The judge recognised that P’s mother is strongly opposed to the end-of-life plan and does not believe that the treating team is acting in P’s best interests.  P’s mother, said the judge, believes that the treating team are punitive, that they have lied about P’s condition, that they wish to “euthanise” P and have vested interests in him dying. Both parents believe that morphine and midazolam are harming P and shortening his life.  They want P to be given a chance to recover. So, too, does P’s partner:

The family are close-knit and working together to support P as best they can.  Their love for P was plain to see – as is their overwhelming grief. They are simply not able to bring themselves to face the overwhelming medical evidence or assess it in a rational way. The family are entirely united. They hold the hope and belief that P can recover. They ask for further investigations.“  (Judge)

The judge referenced the relevant law, which will be in the published version of the judgment: notably, section 4 of the Mental Capacity Act 2005, Aintree, and N v ACCG [2017] UKSC 22.

She concluded that there was no doubt that P lacks capacity to make his own decision about medical treatment, hence the court must make a decision in his best interests, given the available options.  The medical evidence was unanimous.  If treatment continues, P will die within weeks.  If he receives palliative care only, he will die within hours or days.  The family do not accept this – their views are “not based on a rational assessment of what they are being told” and “so strong are the family’s reactions, they suggest that clinicians are telling lies and have malign motives”.  

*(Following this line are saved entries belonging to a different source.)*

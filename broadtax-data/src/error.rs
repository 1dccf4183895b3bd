use broadtax_core::{ConfigError, ScheduleError};
use thiserror::Error;

/// Errors that can occur while loading engine inputs.
#[derive(Debug, Error)]
pub enum LoaderError {
    /// Bad CSV structure, a missing required column, or a cell that is not
    /// a number.
    #[error("CSV parse error: {0}")]
    Csv(#[from] csv::Error),

    #[error("TOML parse error: {0}")]
    Toml(#[from] toml::de::Error),

    /// A `member_type` cell that is not a recognised tag. `row` is 1-based
    /// and does not count the header.
    #[error("unrecognised membership type '{tag}' on row {row}")]
    InvalidMembershipType { tag: String, row: usize },

    #[error("invalid bracket schedule: {0}")]
    Schedule(#[from] ScheduleError),

    #[error("invalid configuration: {0}")]
    Config(#[from] ConfigError),

    #[error("tax year {0} not found in bracket data")]
    TaxYearNotFound(i32),
}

The judge accepted that P would want to live and would have wanted doctors – if they could – to make him better, and to give him a chance of life.  But that is not possible, and it is “hard to see why he would accept futile treatment”.  In any case, if he had capacity, he could not insist on futile treatment, and neither can the court on his behalf.

Palliative care medication will guarantee that he is not distressed after treatment withdrawal.  And although there might be an advantage in transferring him to another hospital for end-of-life care (given that the relationship between the treating team and the family has broken down), he might die in transit or shortly afterwards, with less good care than he would receive at his current Unit.

Granting the declaration sought, the judge acknowledged that the family “will be even more devastated by this decision” and extended her “profound sympathy” for the loss of P who she knew to be “much loved, and treasured by them all”. 

Reflections

We all inevitably view hearings like these through the prism of our own experience and our own values.

For some people, I know this this will seem like another account of treatment-rationing in the NHS, or of doctors prematurely “giving up” on their patient and effectively “killing” people with decisions (in this case, judicially endorsed) to permit the withdrawal of treatments without which it is known the person cannot survive: a form of euthanasia.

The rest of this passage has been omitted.